Às famílias, Ferreira também sugere não moralizar a pessoa que vive com o vírus, nem questionar por que não se protegeu ou se cuidou:
— As pessoas colocam a transmissão do HIV como uma responsabilidade absolutamente individual, mas quando trabalhamos com HIV sabemos que não é uma questão somente do sujeito. Também é uma questão social, ou seja, também diz respeito às condições do sujeito de buscar acesso à informação e a serviços de saúde. Também é uma questão programática, que se refere ao nível de informação e de campanha que um país, uma cidade ou um Estado produz.
Além disso, o professor da UFRGS indica que os familiares saibam dos direitos que o indivíduo que vive com HIV tem, acompanhem o tratamento e a busca por serviços de saúde, e deem espaço para que a pessoa fale abertamente sobre o assunto. O acompanhamento psicológico e a troca com amigos também podem contribuir para o processo de elaboração das conversas.
Já Costa destaca ser fundamental respeitar a privacidade desse indivíduo, evitando a exposição do diagnóstico a outros membros da família sem consentimento, algo que pode ser muito danoso, dependendo do contexto.
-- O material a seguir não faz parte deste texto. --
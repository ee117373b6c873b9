use std::time::Duration;

use serde::Serialize;
use url::Url;

use crate::FeedError;

/// Path of the push-feed endpoint on the build server.
pub const FEED_PATH: &str = "/get_info";

/// Environment whose builds the dashboard asks for.
pub const DEFAULT_ENVIRONMENT: &str = "Prod";

#[derive(Debug, Clone)]
pub struct FeedSettings {
    /// Base URL of the build server, as the dashboard page would see it.
    pub server: Url,
    pub connect_timeout: Duration,
    /// Upper bound on the close handshake during teardown.
    pub close_grace: Duration,
}

impl FeedSettings {
    pub fn new(server: Url) -> Self {
        Self {
            server,
            connect_timeout: Duration::from_secs(10),
            close_grace: Duration::from_secs(1),
        }
    }

    pub fn feed_url(&self) -> Result<Url, FeedError> {
        feed_url(&self.server)
    }
}

/// Derive the websocket endpoint from the server base URL.
///
/// `http` maps to `ws` and `https` to `wss`; the base path is replaced with
/// [`FEED_PATH`], matching a page that connects to `<host>/get_info`.
pub fn feed_url(base: &Url) -> Result<Url, FeedError> {
    let scheme = match base.scheme() {
        "http" | "ws" => "ws",
        "https" | "wss" => "wss",
        other => return Err(FeedError::UnsupportedScheme(other.to_string())),
    };
    if base.host_str().is_none() {
        return Err(FeedError::InvalidUrl(format!("{base} has no host")));
    }

    let mut url = base.clone();
    url.set_scheme(scheme)
        .map_err(|()| FeedError::UnsupportedScheme(base.scheme().to_string()))?;
    url.set_path(FEED_PATH);
    url.set_query(None);
    url.set_fragment(None);
    Ok(url)
}

/// First message on a fresh connection: tells the server which environment to stream.
#[derive(Debug, Clone, PartialEq, Eq, Serialize)]
pub struct Handshake {
    pub status: &'static str,
    pub environment: &'static str,
}

impl Handshake {
    pub fn open() -> Self {
        Self {
            status: "open",
            environment: DEFAULT_ENVIRONMENT,
        }
    }

    pub fn to_json(&self) -> Result<String, FeedError> {
        Ok(serde_json::to_string(self)?)
    }
}
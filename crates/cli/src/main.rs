//! Quotesweep CLI - Operator front end for quote maintenance
//!
//! Purges stale quotes on demand, manages the maintenance settings, and
//! shows the scheduled-run history.

use std::process::ExitCode;
use std::sync::Arc;
use std::time::Instant;

use anyhow::{Context, Result};
use chrono::{TimeZone, Utc};
use clap::{Parser, Subcommand, ValueEnum};
use colored::Colorize;
use tabled::{Table, Tabled};

use quotesweep_core::application::QuotePurgeService;
use quotesweep_core::error::AppError;
use quotesweep_core::port::settings_store::keys;
use quotesweep_core::port::{
    LogPurgeObserver, MaintenanceConfig, RunLog, RunRecord, SettingsStore, SystemTimeProvider,
};
use quotesweep_infra_sqlite::{
    create_pool, run_migrations, SqliteQuoteRepository, SqliteRunLog, SqliteSettingsStore,
};

const DEFAULT_DB_PATH: &str = "~/.quotesweep/quotes.db";

#[derive(Parser)]
#[command(name = "quotesweep")]
#[command(about = "Delete quotes that haven't been updated in the configured number of days", long_about = None)]
#[command(version)]
struct Cli {
    #[command(subcommand)]
    command: Commands,

    /// SQLite database path
    #[arg(long, env = "QUOTESWEEP_DB_PATH", default_value = DEFAULT_DB_PATH)]
    db: String,
}

#[derive(Subcommand)]
enum Commands {
    /// Delete stale quotes now
    Purge {
        /// Force execution even if disabled in configuration
        #[arg(short, long)]
        force: bool,

        /// Storefront scope for settings resolution
        #[arg(long)]
        store: Option<String>,
    },

    /// Inspect or change maintenance settings
    Settings {
        #[command(subcommand)]
        command: SettingsCommands,
    },

    /// Show recent scheduled purge runs
    History {
        /// Number of runs to show
        #[arg(short = 'n', long, default_value = "10")]
        limit: i64,
    },
}

#[derive(Subcommand)]
enum SettingsCommands {
    /// Print the resolved settings (defaults applied)
    Show {
        /// Storefront scope to resolve
        #[arg(long)]
        store: Option<String>,
    },

    /// Set a maintenance setting
    Set {
        key: SettingKey,
        value: String,

        /// Storefront scope to write into
        #[arg(long)]
        store: Option<String>,
    },
}

#[derive(Clone, Copy, ValueEnum)]
enum SettingKey {
    Enabled,
    MaxAgeDays,
    BatchSize,
}

impl SettingKey {
    fn as_config_key(self) -> &'static str {
        match self {
            SettingKey::Enabled => keys::ENABLED,
            SettingKey::MaxAgeDays => keys::MAX_AGE_DAYS,
            SettingKey::BatchSize => keys::BATCH_SIZE,
        }
    }
}

#[derive(Tabled)]
struct HistoryRow {
    started: String,
    deleted: i64,
    seconds: String,
    status: String,
    message: String,
}

impl HistoryRow {
    fn from_record(record: &RunRecord) -> Self {
        let started = match Utc.timestamp_millis_opt(record.started_at).single() {
            Some(instant) => instant.format("%Y-%m-%d %H:%M:%S").to_string(),
            None => record.started_at.to_string(),
        };

        Self {
            started,
            deleted: record.deleted,
            seconds: format!("{:.5}", record.elapsed_seconds),
            status: if record.success { "ok" } else { "failed" }.to_string(),
            message: record.message.clone(),
        }
    }
}

#[tokio::main]
async fn main() -> ExitCode {
    let cli = Cli::parse();

    match run(cli).await {
        Ok(code) => code,
        Err(e) => {
            eprintln!("{}", format!("An error occurred: {:#}", e).red());
            ExitCode::FAILURE
        }
    }
}

async fn run(cli: Cli) -> Result<ExitCode> {
    let db_path = shellexpand::tilde(&cli.db).into_owned();
    ensure_parent_dir(&db_path)?;

    let pool = create_pool(&db_path)
        .await
        .context("Failed to open database")?;
    run_migrations(&pool).await.context("Migration failed")?;

    let settings_store: Arc<dyn SettingsStore> = Arc::new(SqliteSettingsStore::new(pool.clone()));
    let config = MaintenanceConfig::new(settings_store.clone());

    match cli.command {
        Commands::Purge { force, store } => {
            let mut service = QuotePurgeService::new(
                config,
                Arc::new(SqliteQuoteRepository::new(pool.clone())),
                Arc::new(SystemTimeProvider),
                Arc::new(LogPurgeObserver),
            );
            if let Some(store) = store {
                service = service.with_scope(store);
            }

            let started = Instant::now();
            match service.execute(force).await {
                Ok(deleted) => {
                    let elapsed = started.elapsed().as_secs_f64();
                    println!(
                        "{}",
                        format!(
                            "Successfully deleted {} quote(s) in {:.5} seconds.",
                            deleted, elapsed
                        )
                        .green()
                    );
                    Ok(ExitCode::SUCCESS)
                }
                Err(AppError::MaintenanceDisabled(message)) => {
                    eprintln!("{}", message.red());
                    Ok(ExitCode::FAILURE)
                }
                Err(e) => {
                    eprintln!("{}", format!("An error occurred: {}", e).red());
                    Ok(ExitCode::FAILURE)
                }
            }
        }

        Commands::Settings { command } => match command {
            SettingsCommands::Show { store } => {
                let scope = store.as_deref();
                let enabled = config.is_enabled(scope).await?;
                let max_age_days = config.max_age_days(scope).await?;
                let batch_size = config.batch_size(scope).await?;

                println!("{}", "Quote maintenance settings".cyan().bold());
                println!();
                println!("  {} {}", "scope:".bold(), scope.unwrap_or("(global)"));
                println!(
                    "  {} {}",
                    "enabled:".bold(),
                    if enabled {
                        "yes".green().to_string()
                    } else {
                        "no".yellow().to_string()
                    }
                );
                println!("  {} {} days", "max age:".bold(), max_age_days);
                println!("  {} {} quotes", "batch size:".bold(), batch_size);

                Ok(ExitCode::SUCCESS)
            }

            SettingsCommands::Set { key, value, store } => {
                settings_store
                    .set(key.as_config_key(), store.as_deref(), &value)
                    .await?;

                println!(
                    "{}",
                    format!("✓ {} set to {}", key.as_config_key(), value)
                        .green()
                        .bold()
                );
                Ok(ExitCode::SUCCESS)
            }
        },

        Commands::History { limit } => {
            let run_log = SqliteRunLog::new(pool.clone());
            let runs = run_log.recent(limit).await?;

            if runs.is_empty() {
                println!("{}", "No purge runs recorded yet".yellow());
            } else {
                let rows: Vec<HistoryRow> = runs.iter().map(HistoryRow::from_record).collect();
                println!("{}", Table::new(rows));
            }
            Ok(ExitCode::SUCCESS)
        }
    }
}

fn ensure_parent_dir(db_path: &str) -> Result<()> {
    if db_path.starts_with(":memory:") || db_path.contains("mode=memory") {
        return Ok(());
    }
    if let Some(parent) = std::path::Path::new(db_path).parent() {
        if !parent.as_os_str().is_empty() {
            std::fs::create_dir_all(parent)
                .with_context(|| format!("Failed to create {}", parent.display()))?;
        }
    }
    Ok(())
}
— (Também indico) não julgar ou culpabilizar, porque já existe um sentimento que a pessoa internaliza de que ela é culpada pelo adoecimento. É importante, ainda, evitar piadas preconceituosas e o isolamento, porque isso coloca a pessoa como se ela valesse menos — alerta.
O professor da PUCRS considera, ainda, essencial retomar o engajamento contra a discriminação e o preconceito:
— Chamo a atenção para como é importante reativarmos a solidariedade. Porque é muito triste quando a pessoa é excluída da família em função de uma condição que é tratável.
Onde buscar apoio
Para quem tem dúvida sobre a infecção ou a vida com HIV, está com medo de fazer o exame confirmatório, recebeu o diagnóstico recentemente ou passa por dificuldade com a aceitação da condição, o Grupo de Apoio à Prevenção à Aids do Rio Grande do Sul (Gapa-RS) pode ajudar.
O grupo conta com profissionais capacitados para prestar apoio e auxiliar no que for preciso. É possível entrar em contato pelo WhatsApp, no número (51) 9107-3333.
Já a ONG Somos - Comunicação, Saúde e Sexualidade oferece atendimento social, jurídico e psicológico para pessoas LGBTI+ ou que vivem com HIV/aids.
O serviço funciona de terça a quinta-feira, das 9h ao meio-dia e das 13h às 17h. Mais informações podem ser obtidas por meio de contato pelo WhatsApp: (51) 3062-0070.